About personal matters

  • Who will review information collected about me during the trial?
  • What happens if I decide to quit the study?
  • Can the investigator take me out of the study even if I want to continue?

About compensation and costs

  • Do I have to pay for any part of the study? If so, will insurance cover these costs?

Take time to understand

A recent CenterWatch survey of 672 study volunteers offers insight into the informed consent process and whether or not it is working to help volunteers understand their roles and responsibilities. Some key takeaways from the study are:

  • Nearly 98% of volunteers said they received the informed consent form and 90% said they read the form completely.
  • The vast majority of volunteers said they understood the expectations of the study, including additional risks and their ability to withdraw at any time.
  • More than three-quarters understood that they could contact someone outside the study if they had additional questions about their rights during the trial.
  • More than half the volunteers were unaware that neither their doctor nor they would know what medication they would receive during the study; more than two-thirds understood that they could receive a placebo in the trial.
  • Nine out of 10 volunteers said that the information received prior to the trial matched their actual experience during the trial.
  • Approximately 75% of the volunteers indicated that the main reason for participating in a study was to help themselves or others and to advance science.

Research studies are very involved so it is important to learn as much as possible about the study you may participate in before you consent.
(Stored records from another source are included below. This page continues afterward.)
//! Per-document error types.
//!
//! These errors are recovered by the aggregator: the affected document is
//! logged and left out of the result. Batch-level failures use
//! `color_eyre` reports instead.

use std::path::PathBuf;

use super::types::FlowId;

/// Errors raised while reading one flow-monitor document
#[derive(Debug, thiserror::Error)]
pub enum ParseError {
    #[error("Failed to open {path}: {source}")]
    Io {
        path: PathBuf,
        #[source]
        source: std::io::Error,
    },

    #[error("Malformed XML at byte {position}: {source}")]
    Xml {
        position: u64,
        #[source]
        source: quick_xml::Error,
    },

    #[error("<{element}> is missing required attribute '{field}'{}", flow_suffix(.flow_id))]
    MissingField {
        element: &'static str,
        field: &'static str,
        flow_id: Option<FlowId>,
    },

    #[error("<{element}> has invalid value '{value}' for '{field}'{}", flow_suffix(.flow_id))]
    InvalidField {
        element: &'static str,
        field: &'static str,
        value: String,
        flow_id: Option<FlowId>,
    },

    #[error("{record} record references unknown flow {flow_id}")]
    UnknownFlow {
        record: &'static str,
        flow_id: FlowId,
    },

    #[error("Flow {flow_id} has no classifier record")]
    MissingClassifier { flow_id: FlowId },

    #[error("Document ended inside flow {flow_id}")]
    Truncated { flow_id: FlowId },

    #[error("Document contains no FlowMonitor element")]
    NoMonitor,

    #[error("Document ended before the closing FlowMonitor tag")]
    UnclosedMonitor,

    #[error("Document contains more than one FlowMonitor element")]
    MultipleMonitors,
}

fn flow_suffix(flow_id: &Option<FlowId>) -> String {
    match flow_id {
        Some(id) => format!(" (flow {})", id),
        None => String::new(),
    }
}

/// A document name that does not follow
/// `<prefix>-<mode>-<n_paths>-<n_primary_flows>-<n_backup_flows>.<ext>`
#[derive(Debug, thiserror::Error)]
pub enum ConfigDecodeError {
    #[error("File name is not valid UTF-8: {path}")]
    NonUtf8 { path: PathBuf },

    #[error("File name '{file_name}' does not match <prefix>-<mode>-<n_paths>-<n_primary_flows>-<n_backup_flows>.<ext>")]
    Pattern { file_name: String },

    #[error("File name '{file_name}' has out-of-range {field} '{value}'")]
    InvalidNumber {
        file_name: String,
        field: &'static str,
        value: String,
    },
}

/// Why a document was left out of the aggregate
#[derive(Debug, thiserror::Error)]
pub enum AnalysisError {
    #[error(transparent)]
    Parse(#[from] ParseError),

    #[error(transparent)]
    ConfigDecode(#[from] ConfigDecodeError),
}
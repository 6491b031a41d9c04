//! Flow-monitor correlation and statistics for live-live simulation runs.
//!
//! Parses FlowMonitor documents, pairs request and response flows, and
//! aggregates per-run flow completion time statistics by experiment
//! configuration.

pub mod types;
pub mod error;
pub mod flowmon_parser;
pub mod correlation;
pub mod run_stats;
pub mod aggregator;
pub mod report;

pub use types::*;
pub use error::{AnalysisError, ConfigDecodeError, ParseError};
pub use flowmon_parser::{parse_document, FlowMonitorReader, MonitorRecord};
pub use correlation::{correlate, Correlation, CorrelatedFlowPair};
pub use run_stats::summarize;
pub use aggregator::{aggregate, aggregate_directory, analyze_document, discover_documents, AggregateReport};
pub use report::{generate_text_summary, print_summary, write_results};
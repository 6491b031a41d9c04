use serde::{Deserialize, Serialize};

use crate::analysis::types::ClassThresholds;

/// Analysis settings, loadable from YAML and overridable from the CLI
#[derive(Debug, Serialize, Deserialize, Clone, PartialEq)]
#[serde(default)]
pub struct AnalysisConfig {
    /// Flows sending more than this many bytes are large
    pub large_flow_min_bytes: u64,
    /// Flows sending fewer than this many bytes are small
    pub small_flow_max_bytes: u64,
    /// Parallel document workers (0 = available parallelism)
    pub workers: usize,
    /// Extension of monitor documents in the input directory
    pub document_extension: String,
    /// Directory receiving the results document
    pub output_dir: String,
}

impl Default for AnalysisConfig {
    fn default() -> Self {
        let thresholds = ClassThresholds::default();
        Self {
            large_flow_min_bytes: thresholds.large_min_bytes,
            small_flow_max_bytes: thresholds.small_max_bytes,
            workers: 0,
            document_extension: "xml".to_string(),
            output_dir: ".".to_string(),
        }
    }
}

impl AnalysisConfig {
    /// Validate the configuration
    pub fn validate(&self) -> Result<(), ValidationError> {
        if self.small_flow_max_bytes >= self.large_flow_min_bytes {
            return Err(ValidationError::InvalidThresholds(format!(
                "small_flow_max_bytes ({}) must be below large_flow_min_bytes ({})",
                self.small_flow_max_bytes, self.large_flow_min_bytes
            )));
        }

        let extension = self.document_extension.trim_start_matches('.');
        if extension.is_empty() {
            return Err(ValidationError::InvalidInput(
                "document_extension cannot be empty".to_string(),
            ));
        }

        if self.output_dir.is_empty() {
            return Err(ValidationError::InvalidOutput(
                "output_dir cannot be empty".to_string(),
            ));
        }

        Ok(())
    }

    pub fn thresholds(&self) -> ClassThresholds {
        ClassThresholds {
            large_min_bytes: self.large_flow_min_bytes,
            small_max_bytes: self.small_flow_max_bytes,
        }
    }

    /// Extension without a leading dot
    pub fn extension(&self) -> &str {
        self.document_extension.trim_start_matches('.')
    }
}

/// Configuration validation errors
#[derive(Debug, thiserror::Error)]
pub enum ValidationError {
    #[error("Invalid flow size thresholds: {0}")]
    InvalidThresholds(String),
    #[error("Invalid input configuration: {0}")]
    InvalidInput(String),
    #[error("Invalid output configuration: {0}")]
    InvalidOutput(String),
}

#[cfg(test)]
mod tests {
    use super::*;

    #[test]
    fn test_defaults_are_valid() {
        let config = AnalysisConfig::default();
        assert!(config.validate().is_ok());
        assert_eq!(config.thresholds(), ClassThresholds::default());
        assert_eq!(config.extension(), "xml");
    }

    #[test]
    fn test_partial_yaml_uses_defaults() {
        let yaml = r#"
workers: 4
document_extension: ".xml"
"#;
        let config: AnalysisConfig = serde_yaml::from_str(yaml).unwrap();
        assert_eq!(config.workers, 4);
        assert_eq!(config.extension(), "xml");
        assert_eq!(config.large_flow_min_bytes, 10_000_000);
        assert!(config.validate().is_ok());
    }

    #[test]
    fn test_log_level_key_is_ignored() {
        let config: AnalysisConfig =
            serde_yaml::from_str("log_level: debug\nworkers: 2\n").unwrap();
        assert_eq!(config.workers, 2);
        assert_eq!(config, AnalysisConfig { workers: 2, ..Default::default() });
    }

    #[test]
    fn test_inverted_thresholds_rejected() {
        let config = AnalysisConfig {
            large_flow_min_bytes: 1000,
            small_flow_max_bytes: 5000,
            ..Default::default()
        };
        assert!(matches!(
            config.validate(),
            Err(ValidationError::InvalidThresholds(_))
        ));
    }

    #[test]
    fn test_empty_extension_rejected() {
        let config = AnalysisConfig {
            document_extension: ".".to_string(),
            ..Default::default()
        };
        assert!(matches!(config.validate(), Err(ValidationError::InvalidInput(_))));
    }
}
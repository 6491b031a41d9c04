//! Result persistence and summaries.
//!
//! The results document is built in memory and persisted through a
//! temporary file in the output directory, so a failed write never leaves a
//! partial document behind.

use std::fs;
use std::io::Write;
use std::path::{Path, PathBuf};

use color_eyre::eyre::{Context, Result};
use tempfile::NamedTempFile;

use super::aggregator::AggregateReport;
use super::types::*;

/// Name of the results document for a generation time in milliseconds
pub fn results_file_name(timestamp_millis: i64) -> String {
    format!("results-{}.json", timestamp_millis)
}

/// Serialize the aggregate to `<output_dir>/results-<unix-millis>.json`
pub fn write_results(result: &AggregateResult, output_dir: &Path) -> Result<PathBuf> {
    let json = serde_json::to_string_pretty(result)
        .context("Failed to serialize results to JSON")?;

    fs::create_dir_all(output_dir)
        .with_context(|| format!("Failed to create output directory {}", output_dir.display()))?;

    let output_path =
        output_dir.join(results_file_name(chrono::Utc::now().timestamp_millis()));

    let mut file = NamedTempFile::new_in(output_dir).with_context(|| {
        format!("Failed to create temporary file in {}", output_dir.display())
    })?;
    file.write_all(json.as_bytes())
        .and_then(|_| file.as_file().sync_all())
        .with_context(|| format!("Failed to write results to {}", output_path.display()))?;
    file.persist_noclobber(&output_path)
        .map_err(|e| e.error)
        .with_context(|| format!("Failed to persist results to {}", output_path.display()))?;

    log::info!("Results saved in file: {}", output_path.display());
    Ok(output_path)
}

fn average(values: impl Iterator<Item = f64>) -> Option<f64> {
    let (sum, count) = values.fold((0.0, 0usize), |(sum, count), v| (sum + v, count + 1));
    (count > 0).then(|| sum / count as f64)
}

/// One summary line per configuration, averaged over its runs
pub fn configuration_lines(result: &AggregateResult) -> Vec<String> {
    result
        .iter()
        .map(|(key, runs)| {
            let mean = average(runs.iter().map(|r| r.fct_mean)).unwrap_or(0.0);
            let p99 = average(runs.iter().map(|r| r.fct_p99)).unwrap_or(0.0);
            let p999 = average(runs.iter().map(|r| r.fct_p999)).unwrap_or(0.0);
            format!(
                "{:<40} runs={:<4} fct_50={:.4}s fct_99={:.4}s fct_999={:.4}s",
                key.to_string(),
                runs.len(),
                mean,
                p99,
                p999
            )
        })
        .collect()
}

/// Human-readable summary of a batch
pub fn generate_text_summary(report: &AggregateReport) -> String {
    let mut lines: Vec<String> = Vec::new();

    lines.push("=".repeat(80));
    lines.push("                      FLOW COMPLETION TIME SUMMARY".to_string());
    lines.push("=".repeat(80));
    lines.push(format!("Documents read: {}", report.documents_read));
    lines.push(format!("Runs aggregated: {}", report.result.run_count()));
    lines.push(format!("Configurations: {}", report.result.len()));
    lines.push(String::new());

    lines.extend(configuration_lines(&report.result));

    if !report.empty_runs.is_empty() {
        lines.push(String::new());
        lines.push(format!("Runs without matched flows: {}", report.empty_runs.len()));
        for (path, key) in &report.empty_runs {
            lines.push(format!("  {} ({})", path.display(), key));
        }
    }

    if !report.failures.is_empty() {
        lines.push(String::new());
        lines.push(format!("Skipped documents: {}", report.failures.len()));
        for failure in &report.failures {
            lines.push(format!("  {}: {}", failure.path.display(), failure.error));
        }
    }

    lines.push("=".repeat(80));
    lines.join("\n")
}

/// Print a summary to stdout
pub fn print_summary(report: &AggregateReport) {
    println!("\n{}\n", generate_text_summary(report));
}

#[cfg(test)]
mod tests {
    use super::*;
    use tempfile::TempDir;

    fn stats(source: &str, fct: f64) -> RunStatistics {
        RunStatistics {
            source: source.to_string(),
            fct_mean: fct,
            fct_p99: fct * 2.0,
            fct_p999: fct * 3.0,
            large: None,
            small: None,
            tx_packets_total: 10,
            rx_packets_total: 10,
            rx_bytes_total: 1000,
            lost_packets_total: 0,
            flow_count: 1,
            large_flow_count: 0,
            small_flow_count: 1,
            slowest_small_flow: None,
        }
    }

    fn key(mode: &str) -> ExperimentKey {
        ExperimentKey {
            mode: mode.to_string(),
            n_paths: 2,
            n_primary_flows: 4,
            n_backup_flows: 1,
        }
    }

    #[test]
    fn test_write_results_nested_document() {
        let dir = TempDir::new().unwrap();
        let mut result = AggregateResult::new();
        result.push(key("live-live"), stats("a-live-live-2-4-1.xml", 0.5));
        result.push(key("single"), stats("a-single-2-4-1.xml", 1.5));

        let path = write_results(&result, dir.path()).unwrap();
        let name = path.file_name().unwrap().to_string_lossy().into_owned();
        assert!(name.starts_with("results-") && name.ends_with(".json"));

        let value: serde_json::Value =
            serde_json::from_str(&fs::read_to_string(&path).unwrap()).unwrap();
        assert_eq!(value["live-live"]["2"]["4"]["1"][0]["fct_50"], 0.5);
        assert_eq!(value["single"]["2"]["4"]["1"][0]["fct_999"], 4.5);

        // Only the results document remains in the directory
        assert_eq!(fs::read_dir(dir.path()).unwrap().count(), 1);
    }

    #[test]
    fn test_configuration_lines_average_runs() {
        let mut result = AggregateResult::new();
        result.push(key("random"), stats("a-random-2-4-1.xml", 1.0));
        result.push(key("random"), stats("b-random-2-4-1.xml", 3.0));

        let lines = configuration_lines(&result);
        assert_eq!(lines.len(), 1);
        assert!(lines[0].contains("runs=2"));
        assert!(lines[0].contains("fct_50=2.0000s"));
    }

    #[test]
    fn test_text_summary_lists_empty_runs() {
        let report = AggregateReport {
            documents_read: 1,
            empty_runs: vec![(PathBuf::from("x-single-1-1-0.xml"), key("single"))],
            ..Default::default()
        };
        let text = generate_text_summary(&report);
        assert!(text.contains("Runs without matched flows: 1"));
        assert!(text.contains("x-single-1-1-0.xml"));
    }
}
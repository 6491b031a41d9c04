use clap::{CommandFactory, Parser};
use color_eyre::Result;
use env_logger::Env;
use log::info;
use std::path::{Path, PathBuf};

use livelive_flowstats::analysis;
use livelive_flowstats::config::AnalysisConfig;
use livelive_flowstats::config_loader::{self, CliOverrides};

/// Flow completion time statistics for SRv6 live-live simulation results
#[derive(Parser, Debug)]
#[command(name = "flowstats", author, version, about, long_about = None)]
struct Args {
    /// Directory containing FlowMonitor result documents
    input_dir: Option<PathBuf>,

    /// Path to an analysis configuration YAML file
    #[arg(short, long)]
    config: Option<PathBuf>,

    /// Output directory for the results document
    #[arg(short, long)]
    output: Option<PathBuf>,

    /// Number of parallel workers (0 = auto-detect)
    #[arg(short = 'j', long)]
    threads: Option<usize>,

    /// Extension of result documents
    #[arg(long)]
    extension: Option<String>,

    /// Log level (trace, debug, info, warn, error)
    #[arg(long)]
    log_level: Option<String>,

    /// Do not print the summary to stdout
    #[arg(long)]
    no_summary: bool,
}

impl Args {
    fn overrides(&self) -> CliOverrides {
        CliOverrides {
            workers: self.threads,
            output_dir: self.output.as_ref().map(|p| p.display().to_string()),
            document_extension: self.extension.clone(),
        }
    }
}

fn main() -> Result<()> {
    // Initialize error handling
    color_eyre::install()?;

    let args = Args::parse();

    let log_level = args.log_level.as_deref().unwrap_or("info");
    env_logger::Builder::from_env(Env::default().default_filter_or(log_level)).init();

    let Some(input_dir) = args.input_dir.clone() else {
        eprintln!("A path is required.\n");
        Args::command().print_help()?;
        std::process::exit(1);
    };

    let mut config = match &args.config {
        Some(path) => config_loader::load_config(path)?,
        None => AnalysisConfig::default(),
    };
    config_loader::apply_overrides(&mut config, &args.overrides())?;

    info!("Input directory: {:?}", input_dir);
    info!("Output directory: {:?}", config.output_dir);

    let report = analysis::aggregate_directory(&input_dir, &config)?;
    let output_path = analysis::write_results(&report.result, Path::new(&config.output_dir))?;

    if !args.no_summary {
        analysis::print_summary(&report);
        println!("Results saved in file: {}", output_path.display());
    }

    Ok(())
}
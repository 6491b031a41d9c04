use crate::config::AnalysisConfig;
use color_eyre::eyre::Context;
use color_eyre::Result;
use log::info;
use std::fs::File;
use std::path::Path;

/// Load and validate analysis settings from a YAML file
pub fn load_config(config_path: &Path) -> Result<AnalysisConfig> {
    info!("Loading configuration from: {:?}", config_path);

    let file = File::open(config_path)
        .with_context(|| format!("Failed to open configuration '{}'", config_path.display()))?;

    let config: AnalysisConfig = serde_yaml::from_reader(file)
        .with_context(|| format!("Failed to parse configuration '{}'", config_path.display()))?;

    config.validate()?;

    Ok(config)
}

/// CLI values that take precedence over the configuration file
#[derive(Debug, Clone, Default)]
pub struct CliOverrides {
    pub workers: Option<usize>,
    pub output_dir: Option<String>,
    pub document_extension: Option<String>,
}

/// Apply CLI overrides and re-validate
pub fn apply_overrides(config: &mut AnalysisConfig, overrides: &CliOverrides) -> Result<()> {
    if let Some(workers) = overrides.workers {
        config.workers = workers;
    }
    if let Some(output_dir) = &overrides.output_dir {
        config.output_dir = output_dir.clone();
    }
    if let Some(extension) = &overrides.document_extension {
        config.document_extension = extension.clone();
    }

    config.validate()?;

    Ok(())
}
fn read_probe_stats(attrs: &mut Attributes, probe_id: u32) -> Result<(FlowId, ProbeFlowStats), ParseError> {
    let flow_id = attrs.required("flowId")?;
    attrs.flow_id = Some(flow_id);

    let stats = ProbeFlowStats::new(
        probe_id,
        attrs.required("packets")?,
        attrs.required("bytes")?,
        attrs.optional_time("delayFromFirstProbeSum")?.unwrap_or(0.0),
    );
    Ok((flow_id, stats))
}

fn read_bin(attrs: &Attributes) -> Result<HistogramBin, ParseError> {
    Ok(HistogramBin {
        start: attrs.required("start")?,
        width: attrs.required("width")?,
        count: attrs.required("count")?,
    })
}

/// Lazy, single-pass sequence of records from one monitor document.
///
/// Not restartable; re-open the document to read it again. Iteration stops
/// after the first error.
pub struct FlowMonitorReader<R: BufRead> {
    reader: Reader<R>,
    buf: Vec<u8>,
    section: Section,
    probe_id: Option<u32>,
    current: Option<FlowInProgress>,
    monitors: usize,
    monitor_closed: bool,
    finished: bool,
}

impl FlowMonitorReader<BufReader<File>> {
    /// Open a monitor document on disk
    pub fn open(path: &Path) -> Result<Self, ParseError> {
        let file = File::open(path).map_err(|source| ParseError::Io {
            path: path.to_path_buf(),
            source,
        })?;
        Ok(Self::new(BufReader::with_capacity(64 * 1024, file)))
    }
}
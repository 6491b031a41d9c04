//! # livelive-flowstats - Flow completion time analysis for SRv6 live-live runs
//!
//! This library turns ns-3 FlowMonitor documents from completed simulation
//! runs into flow completion time (FCT) statistics grouped by experiment
//! configuration.
//!
//! ## Overview
//!
//! The flow monitor records each direction of a request/response exchange
//! as a separate flow. The library pairs the two directions by reversed
//! five-tuple, keeps the receiver-side record that carries the completion
//! timing, and reduces every run to mean, p99 and p99.9 FCT plus packet and
//! byte totals. Runs of the same configuration (different seeds) are
//! collected together.
//!
//! ## Architecture
//!
//! - `analysis::types`: record model (five-tuples, flows, run statistics)
//! - `analysis::flowmon_parser`: streaming FlowMonitor XML reader
//! - `analysis::correlation`: reversed-tuple flow pairing and classification
//! - `analysis::run_stats`: per-run FCT statistics
//! - `analysis::aggregator`: file name decoding and parallel batch analysis
//! - `analysis::report`: results document and text summaries
//! - `config` / `config_loader`: analysis settings from YAML and CLI
//!
//! ## Example Usage
//!
//! ```rust,no_run
//! use std::path::Path;
//! use livelive_flowstats::analysis;
//! use livelive_flowstats::config::AnalysisConfig;
//!
//! let config = AnalysisConfig::default();
//! let report = analysis::aggregate_directory(Path::new("results/flow-monitor"), &config)?;
//! let output = analysis::write_results(&report.result, Path::new("."))?;
//! println!("Results written to {}", output.display());
//! # Ok::<(), color_eyre::eyre::Error>(())
//! ```
//!
//! ## Input Naming
//!
//! Documents are named `<prefix>-<mode>-<n_paths>-<n_primary_flows>-<n_backup_flows>.xml`,
//! for example `seed3-live-live-3-5-2.xml`. The prefix usually carries the
//! seed; the mode may contain hyphens.
//!
//! ## Error Handling
//!
//! Per-document problems are typed (`ParseError`, `ConfigDecodeError`) and
//! only exclude that document. Batch-level failures are reported with
//! `color_eyre`.

pub mod analysis;
pub mod config;
pub mod config_loader;
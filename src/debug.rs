// Copyright (C) 2026 Melanin Click Team
// Licensed under GPL-3.0-or-later

// Centralized debug logging for the Melanin Click wizard.
// Every install stage, launch command and error lands here; the GUI can show
// the file and copy it to the clipboard for support requests.

use std::io::Write;
use std::path::PathBuf;
use std::sync::Mutex;

const LOG_FILE_NAME: &str = "melaninclick_debug.txt";

lazy_static::lazy_static! {
    static ref DEBUG_LOG: Mutex<DebugLog> = Mutex::new(DebugLog::new());
}

pub struct DebugLog {
    path: PathBuf,
}

impl DebugLog {
    fn new() -> Self {
        let path = std::env::temp_dir().join(LOG_FILE_NAME);

        // Clear existing log and write header
        if let Ok(mut f) = std::fs::File::create(&path) {
            let _ = writeln!(f, "=== Melanin Click Debug Log ===");
            let _ = writeln!(f, "Log file: {:?}", path);
            let _ = writeln!(f, "Timestamp: {:?}", std::time::SystemTime::now());
            let _ = writeln!(f, "Platform: {}", std::env::consts::OS);
            let _ = writeln!(f, "Arch: {}", std::env::consts::ARCH);
            let _ = writeln!(f);
        }

        Self { path }
    }
}

/// Log a debug message
pub fn log(message: &str) {
    let debug_log = DEBUG_LOG.lock().unwrap_or_else(|poisoned| poisoned.into_inner());
    if let Ok(mut f) = std::fs::OpenOptions::new()
        .create(true)
        .append(true)
        .open(&debug_log.path)
    {
        let timestamp = std::time::SystemTime::now()
            .duration_since(std::time::UNIX_EPOCH)
            .map(|d| d.as_secs())
            .unwrap_or(0);
        let _ = writeln!(f, "[{}] {}", timestamp, message);
    }
}

/// Log a section header
pub fn log_section(section: &str) {
    log(&format!("\n=== {} ===", section));
}

/// Get the path to the debug log file
pub fn get_log_path() -> PathBuf {
    DEBUG_LOG
        .lock()
        .map(|debug_log| debug_log.path.clone())
        .unwrap_or_else(|_| std::env::temp_dir().join(LOG_FILE_NAME))
}

/// Read the whole debug log (for the log panel and clipboard copy)
pub fn read_log() -> Result<String, String> {
    let log_path = get_log_path();
    std::fs::read_to_string(&log_path)
        .map_err(|e| format!("Failed to read log file {:?}: {}", log_path, e))
}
The U.S. Food and Drug Administration (FDA) guidelines state that study volunteers should understand the risks they’re taking, which may mean spending additional time with the research staff to make sure you get the information you need. If you want to know details, such as any documented side effects of a particular drug observed in earlier clinical trials, you must ask for that information as well as any other information you may want to know.

The decision to participate in a clinical trial is a personal one and one that you are entitled to make freely, without influence or coercion. Being properly informed so that you fully understand the responsibilities of becoming a study volunteer is the best way to ensure that you are making the right decision for you.